StorDuff, Jul 04 2005
  

       No, it's not quite the same as steam. I imagine vaporization independent of heat and including some very small non-vapor droplets. This gets blown around the inside of the washer by a powerful fan, knocking the dirt off your dishes.
joeforker, Jul 05 2005
  

       IIRC it was Buckminster Fuller, not Freeman Dyson. See link for corroboration.   

       That said it's a good idea. I thought it had already been done, actually, but a quick Google doesn't think so.   

       [Waugs], as mentioned fog is not the same as steam. Steam is water that is dispersed on the molecular level, while fog is (comparitively) macroscopic droplets of water that are simply suspened in the atmosphere.   

       Contrary to popular conception, steam is totally invisible--what you see is always condensation out of the air, not the actual steam itself.
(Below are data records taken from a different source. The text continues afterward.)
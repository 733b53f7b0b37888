use std::ops::ControlFlow;
use std::sync::Arc;

use crate::{AccessMode, KvStore, ScanControl, StoreError};

/// A view of another store restricted to keys starting with `prefix`.
///
/// Lets the feature index and the concept dictionary share one backend
/// (one redb file, one redis database) without key collisions.
#[derive(Clone)]
pub struct NamespacedStore {
    inner: Arc<dyn KvStore>,
    prefix: Vec<u8>,
}

impl NamespacedStore {
    pub fn new(inner: Arc<dyn KvStore>, prefix: impl Into<Vec<u8>>) -> Self {
        Self {
            inner,
            prefix: prefix.into(),
        }
    }

    pub fn prefix(&self) -> &[u8] {
        &self.prefix
    }

    fn full_key(&self, key: &[u8]) -> Vec<u8> {
        let mut out = Vec::with_capacity(self.prefix.len() + key.len());
        out.extend_from_slice(&self.prefix);
        out.extend_from_slice(key);
        out
    }
}

impl KvStore for NamespacedStore {
    fn backend_name(&self) -> &'static str {
        self.inner.backend_name()
    }

    fn mode(&self) -> AccessMode {
        self.inner.mode()
    }

    fn is_persistent(&self) -> bool {
        self.inner.is_persistent()
    }

    fn get(&self, key: &[u8]) -> Result<Option<Vec<u8>>, StoreError> {
        self.inner.get(&self.full_key(key))
    }

    fn put(&self, key: &[u8], value: &[u8]) -> Result<(), StoreError> {
        self.inner.put(&self.full_key(key), value)
    }

    fn put_many(&self, entries: Vec<(Vec<u8>, Vec<u8>)>) -> Result<(), StoreError> {
        let entries = entries
            .into_iter()
            .map(|(key, value)| (self.full_key(&key), value))
            .collect();
        self.inner.put_many(entries)
    }

    fn delete(&self, key: &[u8]) -> Result<(), StoreError> {
        self.inner.delete(&self.full_key(key))
    }

    fn contains(&self, key: &[u8]) -> Result<bool, StoreError> {
        self.inner.contains(&self.full_key(key))
    }

    fn len(&self) -> Result<usize, StoreError> {
        let mut count = 0usize;
        self.scan(&mut |_, _| {
            count += 1;
            Ok(ControlFlow::Continue(()))
        })?;
        Ok(count)
    }

    fn scan(
        &self,
        visitor: &mut dyn FnMut(&[u8], &[u8]) -> Result<ScanControl, StoreError>,
    ) -> Result<(), StoreError> {
        let prefix = self.prefix.as_slice();
        self.inner.scan(&mut |key, value| match key.strip_prefix(prefix) {
            Some(rest) => visitor(rest, value),
            None => Ok(ControlFlow::Continue(())),
        })
    }

    fn flush(&self) -> Result<(), StoreError> {
        self.inner.flush()
    }
}

#[cfg(test)]
mod tests {
    use super::*;
    use crate::InMemoryStore;

    #[test]
    fn namespaces_do_not_collide() {
        let shared: Arc<dyn KvStore> = Arc::new(InMemoryStore::new());
        let left = NamespacedStore::new(Arc::clone(&shared), b"ix/".to_vec());
        let right = NamespacedStore::new(Arc::clone(&shared), b"cd/".to_vec());

        left.put(b"k", b"left").unwrap();
        right.put(b"k", b"right").unwrap();

        assert_eq!(left.get(b"k").unwrap(), Some(b"left".to_vec()));
        assert_eq!(right.get(b"k").unwrap(), Some(b"right".to_vec()));
        assert_eq!(left.len().unwrap(), 1);
        assert_eq!(shared.len().unwrap(), 2);

        let mut seen = Vec::new();
        right
            .scan(&mut |key, value| {
                seen.push((key.to_vec(), value.to_vec()));
                Ok(ControlFlow::Continue(()))
            })
            .unwrap();
        assert_eq!(seen, vec![(b"k".to_vec(), b"right".to_vec())]);
    }
}
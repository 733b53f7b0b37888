use unicode_categories::UnicodeCategories;
use unicode_normalization::UnicodeNormalization;

use crate::config::CanonicalConfig;

/// Normalise `text` for matching: NFKC, lowercasing, optional diacritic
/// stripping, and whitespace collapsed to single spaces.
///
/// Output depends only on `text` and `cfg`.
pub fn normalize(text: &str, cfg: &CanonicalConfig) -> String {
    let mut out: String = if cfg.normalize_unicode {
        text.nfkc().collect()
    } else {
        text.to_string()
    };
    if cfg.lowercase {
        out = out.to_lowercase();
    }
    if cfg.strip_diacritics {
        out = strip_diacritics(&out);
    }
    collapse_whitespace(&out)
}

/// Remove combining marks after canonical decomposition, then recompose.
pub fn strip_diacritics(text: &str) -> String {
    text.nfd()
        .filter(|ch| !ch.is_mark_nonspacing())
        .nfc()
        .collect()
}

/// Collapse runs of Unicode whitespace into one ASCII space and trim the
/// ends.
///
/// ```rust
/// use canonical::collapse_whitespace;
///
/// assert_eq!(collapse_whitespace("  humerus\t\n bone "), "humerus bone");
/// assert_eq!(collapse_whitespace("hello\u{00A0}world"), "hello world");
/// assert_eq!(collapse_whitespace("   "), "");
/// ```
pub fn collapse_whitespace(text: &str) -> String {
    let mut collapsed = String::with_capacity(text.len());
    for segment in text.split_whitespace() {
        if !collapsed.is_empty() {
            collapsed.push(' ');
        }
        collapsed.push_str(segment);
    }
    collapsed
}

#[cfg(test)]
mod tests {
    use super::*;

    #[test]
    fn default_config_lowercases_and_collapses() {
        let cfg = CanonicalConfig::default();
        assert_eq!(normalize("  Fracture of the\tHUMERUS ", &cfg), "fracture of the humerus");
    }

    #[test]
    fn nfkc_folds_compatibility_forms() {
        let cfg = CanonicalConfig::default();
        // full-width digits and the "fi" ligature
        assert_eq!(normalize("ｔ１ ﬁbula", &cfg), "t1 fibula");
        // decomposed and precomposed accents agree
        assert_eq!(
            normalize("Me\u{0301}nie\u{0300}re", &cfg),
            normalize("Ménière", &cfg)
        );
    }

    #[test]
    fn diacritics_stripped_only_on_request() {
        let keep = CanonicalConfig::default();
        let strip = CanonicalConfig::default().with_strip_diacritics(true);
        assert_eq!(normalize("Ménière's disease", &keep), "ménière's disease");
        assert_eq!(normalize("Ménière's disease", &strip), "meniere's disease");
    }

    #[test]
    fn disabled_transforms_leave_text_alone() {
        let cfg = CanonicalConfig::default()
            .with_lowercase(false)
            .with_normalize_unicode(false);
        assert_eq!(normalize("ＨＢＡ1c", &cfg), "ＨＢＡ1c");
    }
}
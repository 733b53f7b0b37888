//! Sliding-window n-gram extraction.
//!
//! Both extractors are pure: the output depends only on the input string and
//! the parameters. Empty input produces no features; input shorter than the
//! window (after padding) produces exactly one feature, the padded input.

use std::collections::HashMap;
use std::iter::repeat;

/// Separator between a repeated feature and its occurrence number.
pub const ORDINAL_SEPARATOR: char = '\u{1F}';

/// Character n-grams of `text`, padded with `boundary_length` copies of
/// `boundary` on each side.
pub fn character_ngrams(text: &str, n: usize, boundary_length: usize, boundary: char) -> Vec<String> {
    if text.is_empty() || n == 0 {
        return Vec::new();
    }
    let mut chars: Vec<char> = Vec::with_capacity(text.len() + 2 * boundary_length);
    chars.extend(repeat(boundary).take(boundary_length));
    chars.extend(text.chars());
    chars.extend(repeat(boundary).take(boundary_length));

    if chars.len() <= n {
        return vec![chars.into_iter().collect()];
    }
    let mut out = Vec::with_capacity(chars.len() - n + 1);
    out.extend(chars.windows(n).map(|window| window.iter().collect::<String>()));
    out
}

/// Word n-grams of `text`. Words are whitespace-separated and joined with a
/// single space inside each feature; padding adds whole `boundary` words.
pub fn word_ngrams(text: &str, n: usize, boundary_length: usize, boundary: char) -> Vec<String> {
    if n == 0 {
        return Vec::new();
    }
    let words: Vec<&str> = text.split_whitespace().collect();
    if words.is_empty() {
        return Vec::new();
    }
    let sentinel = boundary.to_string();
    let mut padded: Vec<&str> = Vec::with_capacity(words.len() + 2 * boundary_length);
    padded.extend(repeat(sentinel.as_str()).take(boundary_length));
    padded.extend(words);
    padded.extend(repeat(sentinel.as_str()).take(boundary_length));

    if padded.len() <= n {
        return vec![padded.join(" ")];
    }
    let mut out = Vec::with_capacity(padded.len() - n + 1);
    out.extend(padded.windows(n).map(|window| window.join(" ")));
    out
}

/// Make repeated features distinct by tagging the k-th repeat with `k`.
///
/// After this step a string's feature set has exactly as many members as its
/// n-gram sequence, so set sizes equal sequence lengths.
pub fn attach_ordinals(features: Vec<String>) -> Vec<String> {
    let mut seen: HashMap<String, usize> = HashMap::with_capacity(features.len());
    let mut out = Vec::with_capacity(features.len());
    for feature in features {
        let count = seen.entry(feature.clone()).or_insert(0);
        if *count == 0 {
            out.push(feature);
        } else {
            out.push(format!("{feature}{ORDINAL_SEPARATOR}{count}"));
        }
        *count += 1;
    }
    out
}
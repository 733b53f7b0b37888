//! Redb (Rust embedded database) backend.
//!
//! Redb is a pure Rust ACID key-value store. A database file can be held by a
//! single process at a time; a second open fails with
//! [`StoreError::Unavailable`] and should be reported as a setup error.
//!
//! # Configuration Example
//! ```yaml
//! store:
//!   backend:
//!     kind: redb
//!     path: "/data/facet.redb"
//!   mode: read_only
//! ```

use std::ops::ControlFlow;
use std::path::Path;

use redb::{
    Database, DatabaseError, ReadableDatabase, ReadableTable, ReadableTableMetadata, TableDefinition, TableError,
};

use crate::{AccessMode, KvStore, ScanControl, StoreError};

const KV_TABLE: TableDefinition<&[u8], &[u8]> = TableDefinition::new("facet_kv");

const BACKEND: &str = "redb";

fn unavailable<E: std::fmt::Display>(err: E) -> StoreError {
    StoreError::unavailable(BACKEND, err)
}

/// Redb-backed [`KvStore`]. Every write is its own committed transaction;
/// `put_many` commits the whole batch in one transaction.
pub struct RedbStore {
    db: Database,
    mode: AccessMode,
}

impl RedbStore {
    /// Open a database file.
    ///
    /// * `ReadOnly` requires the file to exist.
    /// * `ReadWrite` creates the file and table when missing.
    /// * `Create` drops and recreates the table.
    pub fn open<P: AsRef<Path>>(path: P, mode: AccessMode) -> Result<Self, StoreError> {
        let path = path.as_ref();
        let db = match mode {
            AccessMode::ReadOnly => {
                if !path.exists() {
                    return Err(unavailable(format!(
                        "database file {} does not exist",
                        path.display()
                    )));
                }
                Database::open(path).map_err(map_open_error)?
            }
            AccessMode::ReadWrite | AccessMode::Create => {
                Database::create(path).map_err(map_open_error)?
            }
        };

        if mode.is_writable() {
            let write_txn = db.begin_write().map_err(unavailable)?;
            if mode.truncates() {
                write_txn.delete_table(KV_TABLE).map_err(unavailable)?;
            }
            {
                // Accessing the table creates it if it doesn't exist.
                let _table = write_txn.open_table(KV_TABLE).map_err(unavailable)?;
            }
            write_txn.commit().map_err(unavailable)?;
        }

        Ok(Self { db, mode })
    }
}

fn map_open_error(err: DatabaseError) -> StoreError {
    match err {
        DatabaseError::DatabaseAlreadyOpen => {
            unavailable("database is locked by another process or handle")
        }
        other => unavailable(other),
    }
}

impl KvStore for RedbStore {
    fn backend_name(&self) -> &'static str {
        BACKEND
    }

    fn mode(&self) -> AccessMode {
        self.mode
    }

    fn get(&self, key: &[u8]) -> Result<Option<Vec<u8>>, StoreError> {
        let read_txn = self.db.begin_read().map_err(unavailable)?;
        let table = match read_txn.open_table(KV_TABLE) {
            Ok(table) => table,
            // A read-only handle over a file that never had a write.
            Err(TableError::TableDoesNotExist(_)) => return Ok(None),
            Err(err) => return Err(unavailable(err)),
        };
        let value = table.get(key).map_err(unavailable)?;
        Ok(value.map(|guard| guard.value().to_vec()))
    }

    fn put(&self, key: &[u8], value: &[u8]) -> Result<(), StoreError> {
        self.mode.ensure_writable("put")?;
        let write_txn = self.db.begin_write().map_err(unavailable)?;
        {
            let mut table = write_txn.open_table(KV_TABLE).map_err(unavailable)?;
            table.insert(key, value).map_err(unavailable)?;
        }
        write_txn.commit().map_err(unavailable)
    }

    fn put_many(&self, entries: Vec<(Vec<u8>, Vec<u8>)>) -> Result<(), StoreError> {
        self.mode.ensure_writable("put_many")?;
        if entries.is_empty() {
            return Ok(());
        }
        let write_txn = self.db.begin_write().map_err(unavailable)?;
        {
            let mut table = write_txn.open_table(KV_TABLE).map_err(unavailable)?;
            for (key, value) in &entries {
                table
                    .insert(key.as_slice(), value.as_slice())
                    .map_err(unavailable)?;
            }
        }
        write_txn.commit().map_err(unavailable)
    }

    fn delete(&self, key: &[u8]) -> Result<(), StoreError> {
        self.mode.ensure_writable("delete")?;
        let write_txn = self.db.begin_write().map_err(unavailable)?;
        {
            let mut table = write_txn.open_table(KV_TABLE).map_err(unavailable)?;
            table.remove(key).map_err(unavailable)?;
        }
        write_txn.commit().map_err(unavailable)
    }

    fn len(&self) -> Result<usize, StoreError> {
        let read_txn = self.db.begin_read().map_err(unavailable)?;
        let table = match read_txn.open_table(KV_TABLE) {
            Ok(table) => table,
            Err(TableError::TableDoesNotExist(_)) => return Ok(0),
            Err(err) => return Err(unavailable(err)),
        };
        let len = table.len().map_err(unavailable)?;
        Ok(len as usize)
    }

    fn scan(
        &self,
        visitor: &mut dyn FnMut(&[u8], &[u8]) -> Result<ScanControl, StoreError>,
    ) -> Result<(), StoreError> {
        let read_txn = self.db.begin_read().map_err(unavailable)?;
        let table = match read_txn.open_table(KV_TABLE) {
            Ok(table) => table,
            Err(TableError::TableDoesNotExist(_)) => return Ok(()),
            Err(err) => return Err(unavailable(err)),
        };
        for item in table.iter().map_err(unavailable)? {
            let (key, value) = item.map_err(unavailable)?;
            if let ControlFlow::Break(()) = visitor(key.value(), value.value())? {
                break;
            }
        }
        Ok(())
    }
}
Look very close at the cloud from the spout of a boiling kettle--it doesn't actually appear until a short distance out of the spout. The "empty" space in between is where the real steam is.
5th Earth, Jul 05 2005
  

       //IIRC it was Buckminster Fuller, not Freeman Dyson// Aren't we talking James, not Freeman here?
coprocephalous, Jul 05 2005
  

       It removes it, but where does it put it. Pressure washers are great for lifting out stains but are not good at moving debris over large areas. Sure the fog shower will free dirt and grime but you still have to use a towel or a large volume of water to remove the dirt from the area. It lifts it off but it does not place it anywhere.
10clock, Jul 05 2005
  

       10clock, that was your least-incoherent writing ever--keep trying to improve, please. But, as usual, you could have thought about it.   
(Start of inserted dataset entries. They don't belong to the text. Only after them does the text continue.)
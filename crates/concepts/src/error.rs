use matcher::MatchError;
use store::StoreError;
use thiserror::Error;

/// Errors from the concept dictionary and resolver.
#[derive(Debug, Error, Clone, PartialEq)]
pub enum ConceptError {
    #[error(transparent)]
    Store(#[from] StoreError),
    #[error(transparent)]
    Match(#[from] MatchError),
    #[error("invalid parameter: {0}")]
    InvalidParameter(String),
    #[error("corrupt dictionary entry {key}: {reason}")]
    Corrupt { key: String, reason: String },
}
//! # Facet Matcher (`matcher`)
//!
//! Approximate string search over a [`index::FeatureIndex`].
//!
//! A query is split into the same n-gram features the index was built with.
//! The configured [`Similarity`] metric then bounds which size buckets can
//! hold a match and how many features a candidate must share with the query
//! (`tau`). Posting lists for each bucket are merged with CP-Merge and every
//! survivor is scored exactly; candidates at or above the threshold are
//! returned best first.
//!
//! ## Example Usage
//!
//! ```no_run
//! use std::sync::Arc;
//! use index::{FeatureIndex, IndexConfig};
//! use matcher::{MatchConfig, Simstring};
//! use ngram::NgramExtractor;
//! use similarity::Similarity;
//! use store::InMemoryStore;
//!
//! let index = FeatureIndex::open(
//!     Arc::new(InMemoryStore::new()),
//!     NgramExtractor::character(3)?,
//!     IndexConfig::default(),
//! )?;
//! index.insert_batch(&["humerus", "femur"])?;
//!
//! let searcher = Simstring::new(Arc::new(index), &MatchConfig::new(Similarity::Jaccard, 0.7))?;
//! for hit in searcher.search("humerus")? {
//!     println!("{} {:.3}", hit.term, hit.score);
//! }
//! # Ok::<(), Box<dyn std::error::Error>>(())
//! ```
//!
//! Searches are read-only and a [`Simstring`] can be shared across threads;
//! [`Simstring::search_many`] fans a batch of queries out over rayon.

mod cache;
mod engine;
mod metrics;
mod types;

pub use cache::{CacheStats, QueryCache};
pub use engine::Simstring;
pub use metrics::MatchMetrics;
pub use similarity::Similarity;
pub use types::{Candidate, MatchConfig, MatchError};
//! Dictionary installation: read a term source, normalise it, and write it
//! into the concept dictionary and the feature index in batches.
//!
//! Two source layouts are understood:
//!
//! - **triples**: `term|cui|T047,T191|Y` per line. The semantic type and
//!   preferred columns are optional; `#` starts a comment line.
//! - **umls**: a `META` directory with `MRSTY.RRF` (CUI to TUI) and
//!   `MRCONSO.RRF` (CUI, language, preferred flag, string).

use std::collections::{BTreeMap, HashMap};
use std::path::{Path, PathBuf};
use std::sync::atomic::{AtomicBool, Ordering};
use std::time::{Duration, Instant};

use canonical::Canonicalizer;
use concepts::{ConceptDictionary, TermEntry};
use index::FeatureIndex;
use rayon::prelude::*;
use tracing::{info, warn};

use crate::config::{InstallConfig, SourceFormat};
use crate::FacetError;

const MRCONSO: &str = "MRCONSO.RRF";
const MRSTY: &str = "MRSTY.RRF";

// MRCONSO.RRF / MRSTY.RRF column positions.
const CONSO_CUI: usize = 0;
const CONSO_LAT: usize = 1;
const CONSO_ISPREF: usize = 6;
const CONSO_STR: usize = 14;
const STY_CUI: usize = 0;
const STY_TUI: usize = 1;

/// Rows parsed from a source, before normalisation.
#[derive(Debug, Clone, Default, PartialEq)]
pub struct SourceRows {
    pub entries: Vec<TermEntry>,
    /// Malformed or filtered-out lines.
    pub skipped: usize,
}

#[derive(Debug, Clone, Default, PartialEq)]
pub struct InstallReport {
    pub rows_read: usize,
    pub rows_skipped: usize,
    /// Terms newly added to the feature index.
    pub terms_indexed: usize,
    pub concepts_written: usize,
    pub batches: usize,
    /// Stopped early because the abort flag was raised.
    pub aborted: bool,
    pub elapsed: Duration,
}

/// Read `path` in the layout selected by `cfg`.
pub fn read_source(path: &Path, cfg: &InstallConfig) -> Result<SourceRows, FacetError> {
    match cfg.source_format {
        SourceFormat::Triples => read_triples(path, cfg.delimiter),
        SourceFormat::Umls => read_umls(path, &cfg.language),
    }
}

pub fn read_triples(path: &Path, delimiter: char) -> Result<SourceRows, FacetError> {
    let mut reader = rrf_reader(path, delimiter)?;
    let mut rows = SourceRows::default();
    for (line, record) in reader.records().enumerate() {
        let record = record.map_err(|e| source_error(path, e))?;
        let term = record.get(0).map(str::trim).unwrap_or_default();
        let cui = record.get(1).map(str::trim).unwrap_or_default();
        if term.is_empty() || cui.is_empty() {
            warn!(path = %path.display(), line = line + 1, "skipping row without term and cui");
            rows.skipped += 1;
            continue;
        }
        let semtypes = record
            .get(2)
            .unwrap_or_default()
            .split(',')
            .map(str::trim)
            .filter(|s| !s.is_empty());
        let preferred = matches!(
            record.get(3).map(str::trim),
            Some("Y" | "y" | "1" | "true")
        );
        rows.entries.push(
            TermEntry::new(term, cui)
                .with_semtypes(semtypes)
                .with_preferred(preferred),
        );
    }
    Ok(rows)
}

/// Read `MRSTY.RRF` and `MRCONSO.RRF` from `dir`, keeping strings in
/// `language`.
pub fn read_umls(dir: &Path, language: &str) -> Result<SourceRows, FacetError> {
    let sty_path = dir.join(MRSTY);
    let mut semtypes: HashMap<String, Vec<String>> = HashMap::new();
    for record in rrf_reader(&sty_path, '|')?.records() {
        let record = record.map_err(|e| source_error(&sty_path, e))?;
        if let (Some(cui), Some(tui)) = (record.get(STY_CUI), record.get(STY_TUI)) {
            semtypes
                .entry(cui.to_string())
                .or_default()
                .push(tui.to_string());
        }
    }
    info!(path = %sty_path.display(), concepts = semtypes.len(), "semantic types loaded");

    let conso_path = dir.join(MRCONSO);
    let mut rows = SourceRows::default();
    for record in rrf_reader(&conso_path, '|')?.records() {
        let record = record.map_err(|e| source_error(&conso_path, e))?;
        if record.len() <= CONSO_STR {
            rows.skipped += 1;
            continue;
        }
        if record.get(CONSO_LAT) != Some(language) {
            rows.skipped += 1;
            continue;
        }
        let cui = record.get(CONSO_CUI).unwrap_or_default();
        let term = record.get(CONSO_STR).unwrap_or_default();
        let entry = TermEntry::new(term, cui)
            .with_semtypes(semtypes.get(cui).into_iter().flatten().cloned())
            .with_preferred(record.get(CONSO_ISPREF) == Some("Y"));
        rows.entries.push(entry);
    }
    Ok(rows)
}

/// Normalise `entries` and write them in batches of `batch_size`.
///
/// `abort` is checked before every batch; batches already written stay
/// installed.
pub fn install_entries(
    dictionary: &ConceptDictionary,
    index: &FeatureIndex,
    canonicalizer: &Canonicalizer,
    entries: &[TermEntry],
    batch_size: usize,
    abort: &AtomicBool,
) -> Result<InstallReport, FacetError> {
    if batch_size == 0 {
        return Err(FacetError::Config(crate::config::ConfigLoadError::Validation(
            "install.batch_size must be greater than zero".into(),
        )));
    }
    let started = Instant::now();
    let mut report = InstallReport {
        rows_read: entries.len(),
        ..InstallReport::default()
    };

    let normalised = normalise_entries(canonicalizer, entries);
    report.rows_skipped = entries.len() - normalised.len();

    for chunk in normalised.chunks(batch_size) {
        if abort.load(Ordering::Relaxed) {
            warn!(batches = report.batches, "install aborted");
            report.aborted = true;
            break;
        }
        let batch_started = Instant::now();
        let written = dictionary.add_batch(chunk, batch_size)?;
        let terms: Vec<&str> = chunk.iter().map(|e| e.term.as_str()).collect();
        let inserted = index.insert_batch(&terms)?;

        report.batches += 1;
        report.terms_indexed += inserted.inserted;
        report.concepts_written += written.concepts_written;
        info!(
            batch = report.batches,
            rows = chunk.len(),
            terms_indexed = inserted.inserted,
            concepts_written = written.concepts_written,
            elapsed_micros = batch_started.elapsed().as_micros() as u64,
            "install batch committed"
        );
    }

    report.elapsed = started.elapsed();
    info!(
        rows_read = report.rows_read,
        rows_skipped = report.rows_skipped,
        terms_indexed = report.terms_indexed,
        batches = report.batches,
        aborted = report.aborted,
        elapsed_micros = report.elapsed.as_micros() as u64,
        "install finished"
    );
    Ok(report)
}

// Lowercases and normalises terms in parallel, drops empties and folds
// repeated (term, cui) rows together in first-seen order.
fn normalise_entries(canonicalizer: &Canonicalizer, entries: &[TermEntry]) -> Vec<TermEntry> {
    let normalised: Vec<TermEntry> = entries
        .par_iter()
        .map(|entry| TermEntry {
            term: canonicalizer.normalize(&entry.term),
            cui: entry.cui.trim().to_string(),
            semtypes: entry.semtypes.clone(),
            preferred: entry.preferred,
        })
        .collect();

    let mut positions: BTreeMap<(String, String), usize> = BTreeMap::new();
    let mut out: Vec<TermEntry> = Vec::with_capacity(normalised.len());
    for entry in normalised {
        if entry.term.is_empty() || entry.cui.is_empty() {
            continue;
        }
        let key = (entry.term.clone(), entry.cui.clone());
        match positions.get(&key) {
            Some(&at) => {
                let merged = &mut out[at];
                merged.preferred |= entry.preferred;
                for semtype in entry.semtypes {
                    if !merged.semtypes.contains(&semtype) {
                        merged.semtypes.push(semtype);
                    }
                }
            }
            None => {
                positions.insert(key, out.len());
                out.push(entry);
            }
        }
    }
    out
}

fn rrf_reader(path: &Path, delimiter: char) -> Result<csv::Reader<std::fs::File>, FacetError> {
    let delimiter = u8::try_from(delimiter).map_err(|_| FacetError::Source {
        path: path.to_path_buf(),
        reason: format!("delimiter {delimiter:?} is not a single byte"),
    })?;
    csv::ReaderBuilder::new()
        .has_headers(false)
        .delimiter(delimiter)
        .flexible(true)
        .quoting(false)
        .comment(Some(b'#'))
        .from_path(path)
        .map_err(|e| source_error(path, e))
}

fn source_error(path: &Path, err: csv::Error) -> FacetError {
    FacetError::Source {
        path: PathBuf::from(path),
        reason: err.to_string(),
    }
}
#![allow(dead_code)]

use std::sync::atomic::AtomicBool;
use std::sync::Arc;

use facet::{Facet, FacetConfig, KvStore, TermEntry};
use store::InMemoryStore;

pub const HUMERUS: &str = "C0020164";
pub const FRACTURE: &str = "C0016658";
pub const FEVER: &str = "C0015967";

pub fn dictionary() -> Vec<TermEntry> {
    vec![
        TermEntry::new("Humerus", HUMERUS)
            .with_semtypes(["T023"])
            .with_preferred(true),
        TermEntry::new("humeral bone", HUMERUS).with_semtypes(["T023"]),
        TermEntry::new("Fracture", FRACTURE)
            .with_semtypes(["T037"])
            .with_preferred(true),
        TermEntry::new("fever", FEVER)
            .with_semtypes(["T184"])
            .with_preferred(true),
    ]
}

/// An in-memory facet with [`dictionary`] installed.
pub fn installed(cfg: FacetConfig) -> (Facet, InMemoryStore) {
    let store = InMemoryStore::new();
    let shared: Arc<dyn KvStore> = Arc::new(store.clone());
    let facet = Facet::with_store(cfg, shared).expect("facet should open");
    facet
        .install_entries(&dictionary(), &AtomicBool::new(false))
        .expect("install should succeed");
    (facet, store)
}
       I'm guessing the un-stuck gunk, since it doesn't stick, runs down and drips off. Except in any upright corners and cups--the stuff won't get blasted out. Should that prove to be a major problem, a quick blast of rinse water may take care of it. That would still be less water than is used in a regular dishwasher.
baconbrain, Jul 05 2005
  

       10clock does raise an interesting question. My washer depends on gravity, but perhaps with a few extra fans it could work without it. Alternating blasts of fog and air in different directions?   

       Except there is another minor detail -- most dishes, glasses, containers are also designed with gravity in mind.
joeforker, Jul 05 2005
  

       Not space crockery.
wagster, Jul 05 2005
  

       //I imagine vaporization independent of heat and including some very small non-vapor droplets.// You wouldn't need fans, just make the system work on Sonic vaporization of the water... or you could drastically lower the atmospheric pressure of the washer.
Kozi4361, Jul 06 2005
  

       The fans aren't for creating the vapor. They accelerate it so that it has greater effect bombarding your grimy dishes. If the machine used vacuum to try to create fog it would be no good doing second duty at parties.
joeforker, Jul 06 2005
  

       It wouldn't create fog, it would boil water and thus create steam.